=== SOURCE INFORMATION ===
use std::{
    fmt,
    future::Future,
    pin::Pin,
    sync::{Arc, Mutex},
    task::{Context, Poll},
};

use bytes::Bytes;
use futures_core::Stream;
use http_body::Body as HttpBody;
use tokio_util::sync::{CancellationToken, WaitForCancellationFutureOwned};

use crate::{
    error::{BoxError, Error},
    h1::PooledConn,
    h2::ActiveGuard,
};

pub(crate) type BoxStream = Pin<Box<dyn Stream<Item = Result<Bytes, BoxError>> + Send + Sync>>;

/// A request body.
pub struct Body {
    inner: Inner,
    text: bool,
}

enum Inner {
    Reusable(Bytes),
    Streaming(BoxStream),
}

/// The raw shape a transport writes to the wire.
pub(crate) enum BodyKind {
    Buf(Bytes),
    Stream(BoxStream),
}

// ===== impl Body =====

impl Body {
    /// Returns a reference to the internal data of the `Body`.
    ///
    /// `None` is returned, if the underlying data is a stream.
    pub fn as_bytes(&self) -> Option<&[u8]> {
        match &self.inner {
            Inner::Reusable(bytes) => Some(bytes.as_ref()),
            Inner::Streaming(..) => None,
        }
    }

    /// Wrap a futures `Stream` in a box inside `Body`.
    ///
    /// A streaming body is sent as-is and cannot be replayed, so a
    /// redirect that would need to resend it fails (see the redirect
    /// rules on [`RequestBuilder`](crate::RequestBuilder)).
    ///
    /// # Example
    ///
    /// ```
    /// # use polyglot_fetch::Body;
    /// # fn main() {
    /// let chunks: Vec<Result<_, ::std::io::Error>> = vec![Ok("hello"), Ok(" "), Ok("world")];
    ///
    /// let stream = futures_util::stream::iter(chunks);
    ///
    /// let body = Body::wrap_stream(stream);
    /// # }
    /// ```
    pub fn wrap_stream<S>(stream: S) -> Body
    where
        S: futures_util::stream::TryStream + Send + Sync + 'static,
        S::Error: Into<BoxError>,
        Bytes: From<S::Ok>,
    {
        use futures_util::TryStreamExt;

        let stream: BoxStream = Box::pin(stream.map_ok(Bytes::from).map_err(Into::into));
        Body {
            inner: Inner::Streaming(stream),
            text: false,
        }
    }

    pub(crate) fn empty() -> Body {
        Body::reusable(Bytes::new())
    }

    pub(crate) fn reusable(chunk: Bytes) -> Body {
        Body {
            inner: Inner::Reusable(chunk),
            text: false,
        }
    }

    pub(crate) fn text(chunk: Bytes) -> Body {
        Body {
            inner: Inner::Reusable(chunk),
            text: true,
        }
    }

    /// True for bodies built from strings, which get an implicit
    /// `text/plain` content type during dispatch.
    pub(crate) fn is_text(&self) -> bool {
        self.text
    }

    pub(crate) fn is_stream(&self) -> bool {
        matches!(self.inner, Inner::Streaming(..))
    }

    pub(crate) fn try_clone(&self) -> Option<Body> {
        match self.inner {
            Inner::Reusable(ref chunk) => Some(Body {
                inner: Inner::Reusable(chunk.clone()),
                text: self.text,
            }),
            Inner::Streaming { .. } => None,
        }
    }

    /// Splits into the replayable bytes (if any) and the body itself, so
    /// the redirect loop can resend buffered bodies.
    pub(crate) fn try_reuse(self) -> (Option<Bytes>, Body) {
        let reusable = match self.inner {
            Inner::Reusable(ref chunk) => Some(chunk.clone()),
            Inner::Streaming { .. } => None,
        };
        (reusable, self)
    }

    pub(crate) fn content_length(&self) -> Option<u64> {
        match self.inner {
            Inner::Reusable(ref bytes) => Some(bytes.len() as u64),
            Inner::Streaming(..) => None,
        }
    }

    pub(crate) fn into_kind(self) -> BodyKind {
        match self.inner {
            Inner::Reusable(bytes) => BodyKind::Buf(bytes),
            Inner::Streaming(stream) => BodyKind::Stream(stream),
        }
    }

    pub(crate) fn into_hyper(self) -> hyper::Body {
        match self.inner {
            Inner::Reusable(bytes) if bytes.is_empty() => hyper::Body::empty(),
            Inner::Reusable(bytes) => hyper::Body::from(bytes),
            Inner::Streaming(stream) => hyper::Body::wrap_stream(stream),
        }
    }
}

impl Default for Body {
    #[inline]
    fn default() -> Body {
        Body::empty()
    }
}

impl From<Bytes> for Body {
    #[inline]
    fn from(bytes: Bytes) -> Body {
        Body::reusable(bytes)
    }
}

impl From<Vec<u8>> for Body {
    #[inline]
    fn from(vec: Vec<u8>) -> Body {
        Body::reusable(vec.into())
    }
}

impl From<&'static [u8]> for Body {
    #[inline]
    fn from(s: &'static [u8]) -> Body {
        Body::reusable(Bytes::from_static(s))
    }
}

impl From<String> for Body {
    #[inline]
    fn from(s: String) -> Body {
        Body::text(s.into())
    }
}

impl From<&'static str> for Body {
    #[inline]
    fn from(s: &'static str) -> Body {
        Body::text(Bytes::from_static(s.as_bytes()))
    }
}

impl fmt::Debug for Body {
    fn fmt(&self, f: &mut fmt::Formatter) -> fmt::Result {
        f.debug_struct("Body").finish()
    }
}

// ===== ResponseBody =====

/// Shared slot a pushed stream waits in until it is consumed or evicted.
pub(crate) type PushedSlot = Arc<Mutex<Option<h2::RecvStream>>>;

enum RespKind {
    Empty,
    H1 {
        body: hyper::Body,
        pooled: Option<PooledConn>,
    },
    H2 {
        recv: Option<h2::RecvStream>,
        _active: Option<ActiveGuard>,
    },
    H2Pushed {
        recv: Option<h2::RecvStream>,
        slot: PushedSlot,
        taken: bool,
    },
}

/// The raw transport-level response body: a byte stream backed by either
/// an HTTP/1 connection (returned to its pool on clean EOF) or an HTTP/2
/// stream (flow-control capacity released as data is read).
///
/// Cancellation is observed while streaming: a fired abort signal or a
/// client reset fails the stream and tears the underlying connection or
/// stream down instead of letting it linger.
pub(crate) struct ResponseBody {
    kind: RespKind,
    cancel: Vec<Pin<Box<WaitForCancellationFutureOwned>>>,
}

impl ResponseBody {
    pub(crate) fn h1(
        body: hyper::Body,
        pooled: Option<PooledConn>,
        tokens: &[&CancellationToken],
    ) -> ResponseBody {
        ResponseBody {
            kind: RespKind::H1 { body, pooled },
            cancel: watch_tokens(tokens),
        }
    }

    pub(crate) fn h2(
        recv: h2::RecvStream,
        active: Option<ActiveGuard>,
        tokens: &[&CancellationToken],
    ) -> ResponseBody {
        ResponseBody {
            kind: RespKind::H2 {
                recv: Some(recv),
                _active: active,
            },
            cancel: watch_tokens(tokens),
        }
    }

    pub(crate) fn empty() -> ResponseBody {
        ResponseBody {
            kind: RespKind::Empty,
            cancel: Vec::new(),
        }
    }

    pub(crate) fn h2_pushed(slot: PushedSlot) -> ResponseBody {
        ResponseBody {
            kind: RespKind::H2Pushed {
                recv: None,
                slot,
                taken: false,
            },
            cancel: Vec::new(),
        }
    }

    /// Drops whatever keeps the connection or stream alive. An HTTP/1
    /// connection is destroyed rather than repooled; an HTTP/2 stream is
    /// reset by dropping its receive half.
    fn teardown(&mut self) {
        match &mut self.kind {
            RespKind::Empty => {}
            RespKind::H1 { pooled, .. } => {
                pooled.take();
            }
            RespKind::H2 { recv, .. } => {
                recv.take();
            }
            RespKind::H2Pushed { recv, .. } => {
                recv.take();
            }
        }
    }
}

fn watch_tokens(tokens: &[&CancellationToken]) -> Vec<Pin<Box<WaitForCancellationFutureOwned>>> {
    tokens
        .iter()
        .map(|t| Box::pin((*t).clone().cancelled_owned()))
        .collect()
}

impl Stream for ResponseBody {
    type Item = crate::Result<Bytes>;

    fn poll_next(self: Pin<&mut Self>, cx: &mut Context<'_>) -> Poll<Option<Self::Item>> {
        let this = self.get_mut();

        let mut cancelled = false;
        for cancel in &mut this.cancel {
            if cancel.as_mut().poll(cx).is_ready() {
                cancelled = true;
                break;
            }
        }
        if cancelled {
            this.cancel.clear();
            this.teardown();
            return Poll::Ready(Some(Err(Error::abort())));
        }

        match &mut this.kind {
            RespKind::Empty => Poll::Ready(None),
            RespKind::H1 { body, pooled } => match futures_core::ready!(
                Pin::new(body).poll_data(cx)
            ) {
                Some(Ok(chunk)) => Poll::Ready(Some(Ok(chunk))),
                Some(Err(e)) => {
                    pooled.take();
                    Poll::Ready(Some(Err(Error::body(e))))
                }
                None => {
                    if let Some(conn) = pooled.take() {
                        conn.release();
                    }
                    Poll::Ready(None)
                }
            },
            RespKind::H2 { recv, .. } => poll_recv(recv, cx),
            RespKind::H2Pushed { recv, slot, taken } => {
                if !*taken {
                    *taken = true;
                    *recv = slot.lock().expect("pushed stream slot poisoned").take();
                    if recv.is_none() {
                        // The idle watchdog already cancelled the stream.
                        return Poll::Ready(Some(Err(Error::abort())));
                    }
                }
                poll_recv(recv, cx)
            }
        }
    }
}

fn poll_recv(
    recv: &mut Option<h2::RecvStream>,
    cx: &mut Context<'_>,
) -> Poll<Option<crate::Result<Bytes>>> {
    let stream = match recv {
        Some(stream) => stream,
        // Torn down by cancellation; the error was already yielded.
        None => return Poll::Ready(None),
    };
    match futures_core::ready!(stream.poll_data(cx)) {
        Some(Ok(chunk)) => {
            let _ = stream.flow_control().release_capacity(chunk.len());
            Poll::Ready(Some(Ok(chunk)))
        }
        Some(Err(e)) => {
            recv.take();
            Poll::Ready(Some(Err(Error::body(e))))
        }
        None => Poll::Ready(None),
    }
}

impl fmt::Debug for ResponseBody {
    fn fmt(&self, f: &mut fmt::Formatter) -> fmt::Result {
        let kind = match self.kind {
            RespKind::Empty => "empty",
            RespKind::H1 { .. } => "h1",
            RespKind::H2 { .. } => "h2",
            RespKind::H2Pushed { .. } => "h2-pushed",
        };
        f.debug_struct("ResponseBody").field("kind", &kind).finish()
    }
}

#[cfg(test)]
mod tests {
    use super::Body;

    #[test]
    fn test_as_bytes() {
        let test_data = b"Test body";
        let body = Body::from(&test_data[..]);
        assert_eq!(body.as_bytes(), Some(&test_data[..]));
    }

    #[test]
    fn string_bodies_are_textual() {
        assert!(Body::from("hello").is_text());
        assert!(Body::from(String::from("hello")).is_text());
        assert!(!Body::from(b"hello".to_vec()).is_text());
    }

    #[test]
    fn stream_bodies_cannot_be_replayed() {
        let stream =
            futures_util::stream::iter(vec![Ok::<_, std::io::Error>("hello"), Ok(" world")]);
        let body = Body::wrap_stream(stream);
        assert!(body.is_stream());
        assert!(body.try_clone().is_none());
        assert_eq!(body.content_length(), None);

        let (reusable, _body) = body.try_reuse();
        assert!(reusable.is_none());
    }

    #[test]
    fn buffered_bodies_replay() {
        let body = Body::from("abc");
        let clone = body.try_clone().expect("buffered body clones");
        assert_eq!(clone.as_bytes(), body.as_bytes());
        assert_eq!(body.content_length(), Some(3));
    }
}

=== WHAT THE TASK ASKS ===
Using the data above, count every line that contains the word "hello", then give the count and nothing more.

=== TASK OUTPUT ===
5